I Was the One-Percent

By -

Well, my friends, I am chartless tonight. That is to say: the good folks at Ameritrade are doing some kind of scheduled upgrade, and thus all us ProphetCharts users are resigned to a chart-free evening. (Back in the day, when I ran Prophet.net, I did upgrades like this during the middle of the night on Saturday so I didn't impact people as severely…..but I digress).

It's no big deal in any case. My view on the market really hasn't changed at all, so I don't have much new to say (except to thank my lucky stars to have covered my CBOU short last Friday, for no particular reason; when I saw they decided to go private today, shooting the stock up over 30%, I was relieved to have no position at all).

I will, however, share a thought or two about something that's been on my mind. Over the past few days, I've been doing a bit of tax planning, since we're drawing near the end of the calender year. It struck me, quite frankly, what a small income I had this year. Now I am acutely aware of my finances; I have a family to support, and I am very much a self-employed person. But as I added the figures up, it dawned on me what a dramatic diminishment my own take-home income had been experiencing (suffice it to say, the latest proposal on raising taxes for those earning over $400,000/year doesn't have me concerned).

1217-biltmoreI vaguely recalled, during my days as a Senior VP at Investools (owned by Ameritrade) having a few years of being an honest-to-God executive, complete with year-end bonus. I grabbed a few file folders from years passed and looked at the year 2008 and was stunned to look at my old return. I had to ask myself: I made that much?

It struck me as odd. First off, I don't know where all that money managed to go. It's way, way, WAY more than I'm making now, but my lifestyle hasn't changed one iota (nor do I worry these days whether or not I'm going to write a check that's going to bounce). Second, I felt kind of proud for being perceived as worthy enough to be paid that well, but at the same time, I was shaken by the trajectory of my income over the past several years. At this rate, I should start hunting around for a good-looking shopping cart. Extrapolition can be a nasty thought-pattern!

But seriously, I live in a place that is simultaneously surrounded by wealth and hardship. In my social circles, I know people that rent, and I know people that live in twenty-million dollar mansions (the real deal; not McMansions; but the holy-crap-look-at-that-place kind of mansion). I know families in which both spouses work hard to make ends meet; and I know families that could have stopped working years ago, but choose to keep working full-blast, because they love what they do.

For myself, I'm neither rich nor poor, but I am, in my work, usually content. That has been, I feel sure, an expensive insistence on my part; that is, my personal requirement to love what I do has, I suppose, cost me a lot of cash over the years. If I were the sort that would be willing to travel constantly, manage a group, go to meetings, and do whatever else a given corporation insisted I do, perhaps I'd have more in the bank. (Or perhaps not; my bizarre fixation on charts compelled me to build, grow, and sell Prophet, so maybe that makes up for it).
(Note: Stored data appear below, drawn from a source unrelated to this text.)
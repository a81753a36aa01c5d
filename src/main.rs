//! brewsignald — the BrewSignal service binary.
//!
//! Wires the store, configuration, pipeline, ingest funnel, scanner,
//! controller and HTTP server together, then runs until SIGINT. On
//! shutdown the HTTP server stops accepting, the scanner stops, the
//! controller sends every actuator to the safe-stop state, and the store
//! flushes and closes.

use std::net::SocketAddr;
use std::sync::Arc;
use std::time::Duration;

use anyhow::{Context, Result};
use tokio::sync::broadcast;
use tracing::{info, warn};
use tracing_subscriber::{layer::SubscriberExt, util::SubscriberInitExt};

use brewsignal::adapter::AdapterRegistry;
use brewsignal::ble::Scanner;
use brewsignal::config::ConfigStore;
use brewsignal::controller::TempController;
use brewsignal::hub::BroadcastHub;
use brewsignal::ingest::IngestManager;
use brewsignal::pipeline::ProcessorPool;
use brewsignal::server::{self, AppState};
use brewsignal::store::Database;
use brewsignal::switch::{self, HaSwitchClient};

/// How often the retention sweeper runs.
const CLEANUP_INTERVAL: Duration = Duration::from_secs(60 * 60);

/// How often the ambient sensor is polled.
const AMBIENT_INTERVAL: Duration = Duration::from_secs(60);

#[tokio::main]
async fn main() -> Result<()> {
    init_logging();

    let db_path = std::env::var("BREWSIGNAL_DB").unwrap_or_else(|_| "brewsignal.db".to_string());
    let listen: SocketAddr = std::env::var("BREWSIGNAL_LISTEN")
        .unwrap_or_else(|_| "0.0.0.0:8000".to_string())
        .parse()
        .context("BREWSIGNAL_LISTEN is not a socket address")?;

    info!("brewsignal starting, database at {db_path}");
    let db = Arc::new(
        Database::new(&db_path)
            .await
            .context("failed to open database")?,
    );
    let config = Arc::new(
        ConfigStore::load(db.clone())
            .await
            .context("failed to load configuration")?,
    );

    let hub = Arc::new(BroadcastHub::new());
    let pipeline = Arc::new(ProcessorPool::new(db.clone()));
    let ingest = Arc::new(IngestManager::new(
        db.clone(),
        pipeline.clone(),
        hub.clone(),
        config.clone(),
    ));
    let registry = Arc::new(AdapterRegistry::new());

    let settings = config.get();
    let switch_client = Arc::new(
        HaSwitchClient::new(&settings.ha_url, &settings.ha_token)
            .context("failed to build switch-service client")?,
    );
    let controller = Arc::new(TempController::new(
        db.clone(),
        switch_client.clone(),
        hub.clone(),
        config.clone(),
    ));

    let (shutdown_tx, _) = broadcast::channel::<()>(1);

    // Controller tick loop.
    tokio::spawn(controller.clone().run(shutdown_tx.subscribe()));

    // Scanner, restarted whenever the configured mode changes.
    let scanner = Arc::new(Scanner::new(registry.clone(), ingest.clone(), config.clone()));
    scanner.start();
    tokio::spawn(watch_scanner_mode(
        scanner.clone(),
        config.clone(),
        shutdown_tx.subscribe(),
    ));

    // Ambient poller and retention sweeper.
    tokio::spawn(poll_ambient(
        switch_client,
        config.clone(),
        hub.clone(),
        shutdown_tx.subscribe(),
    ));
    tokio::spawn(sweep_retention(
        db.clone(),
        config.clone(),
        shutdown_tx.subscribe(),
    ));

    // HTTP server, gracefully shut down by the same signal.
    let state = AppState {
        db: db.clone(),
        ingest,
        registry,
        hub,
        config,
        controller,
        pipeline,
    };
    let mut server_shutdown = shutdown_tx.subscribe();
    let server = tokio::spawn(server::serve(state, listen, async move {
        let _ = server_shutdown.recv().await;
    }));

    tokio::signal::ctrl_c()
        .await
        .context("failed to listen for ctrl-c")?;
    info!("shutdown requested");
    let _ = shutdown_tx.send(());

    scanner.stop().await;
    // The controller's run() drains the shutdown signal and issues
    // safe-stop before returning; give it a moment to finish.
    if let Ok(result) = tokio::time::timeout(Duration::from_secs(10), server).await {
        if let Ok(Err(e)) = result {
            warn!("http server exited with error: {e}");
        }
    }
    db.close().await;
    info!("brewsignal stopped");
    Ok(())
}

fn init_logging() {
    let filter = tracing_subscriber::EnvFilter::try_from_default_env()
        .unwrap_or_else(|_| "brewsignal=info,brewsignald=info".into());
    let fmt_layer = tracing_subscriber::fmt::layer().with_target(false);
    tracing_subscriber::registry().with(filter).with(fmt_layer).init();
}

/// Restart the scanner when `scanner_mode` changes.
async fn watch_scanner_mode(
    scanner: Arc<Scanner>,
    config: Arc<ConfigStore>,
    mut shutdown: broadcast::Receiver<()>,
) {
    let mut rx = config.subscribe();
    let mut mode = config.get().scanner_mode;
    loop {
        tokio::select! {
            changed = rx.changed() => {
                if changed.is_err() {
                    break;
                }
                let new_mode = rx.borrow().scanner_mode;
                if new_mode != mode {
                    info!(?mode, ?new_mode, "scanner mode changed, restarting scanner");
                    mode = new_mode;
                    scanner.restart().await;
                }
            }
            _ = shutdown.recv() => break,
        }
    }
}

/// Poll the configured ambient sensor and publish samples to the hub.
async fn poll_ambient(
    client: Arc<HaSwitchClient>,
    config: Arc<ConfigStore>,
    hub: Arc<BroadcastHub>,
    mut shutdown: broadcast::Receiver<()>,
) {
    let mut ticker = tokio::time::interval(AMBIENT_INTERVAL);
    loop {
        tokio::select! {
            _ = ticker.tick() => {
                let settings = config.get();
                if !settings.ha_enabled {
                    continue;
                }
                let Some(entity) = settings.ha_ambient_entity_id else {
                    continue;
                };
                match switch::read_ambient(&client, &entity).await {
                    Some(temperature_c) => {
                        hub.publish_ambient(temperature_c, chrono::Utc::now());
                    }
                    None => warn!(entity, "ambient sensor unreadable, skipping sample"),
                }
            }
            _ = shutdown.recv() => break,
        }
    }
}

/// Delete readings past the configured retention and reclaim readings
/// still linked to soft-deleted batches.
async fn sweep_retention(
    db: Arc<Database>,
    config: Arc<ConfigStore>,
    mut shutdown: broadcast::Receiver<()>,
) {
    let mut ticker = tokio::time::interval(CLEANUP_INTERVAL);
    loop {
        tokio::select! {
            _ = ticker.tick() => {
                let days = config.get().cleanup_retention_days;
                if days > 0 {
                    let cutoff = chrono::Utc::now() - chrono::Duration::days(days as i64);
                    match db.delete_readings_older_than(cutoff).await {
                        Ok(count) if count > 0 => info!(count, days, "retention sweep removed readings"),
                        Ok(_) => {}
                        Err(e) => warn!("retention sweep failed: {e}"),
                    }
                }
                match reclaim_orphans(&db).await {
                    Ok(count) if count > 0 => info!(count, "reclaimed readings from deleted batches"),
                    Ok(_) => {}
                    Err(e) => warn!("orphan sweep failed: {e}"),
                }
            }
            _ = shutdown.recv() => break,
        }
    }
}

/// Delete readings whose batch has been soft-deleted.
async fn reclaim_orphans(db: &Database) -> brewsignal::Result<u64> {
    let deleted = db.deleted_batch_ids().await?;
    if deleted.is_empty() {
        return Ok(0);
    }
    let orphans = db.orphaned_readings().await?;
    if orphans.is_empty() {
        return Ok(0);
    }
    db.delete_readings_by_batch(&deleted).await
}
So, as I said, I'm neither rich nor poor, and it's likely I'll never be either of those in my life. But I'm here because I want to be here. I do this blog because it gives me pleasure. I created the comments system because I love our community. I'm working on SocialTrade (and, believe me, you're not going to recognize it in a couple of months) because I take joy in the act of creation. All these things together pay me peanuts, but as long as I'm able to support my family, there's more to life than having the biggest bank account on the block.

So you're stuck with me. And maybe one day I'll somehow chance into another nice payday like I did with Prophet, although I'm not counting on it. But let me at least say – – once again – – how grateful I am that you are here, and how excited I am about what we're going to do with the world of Slope in 2013. Good night.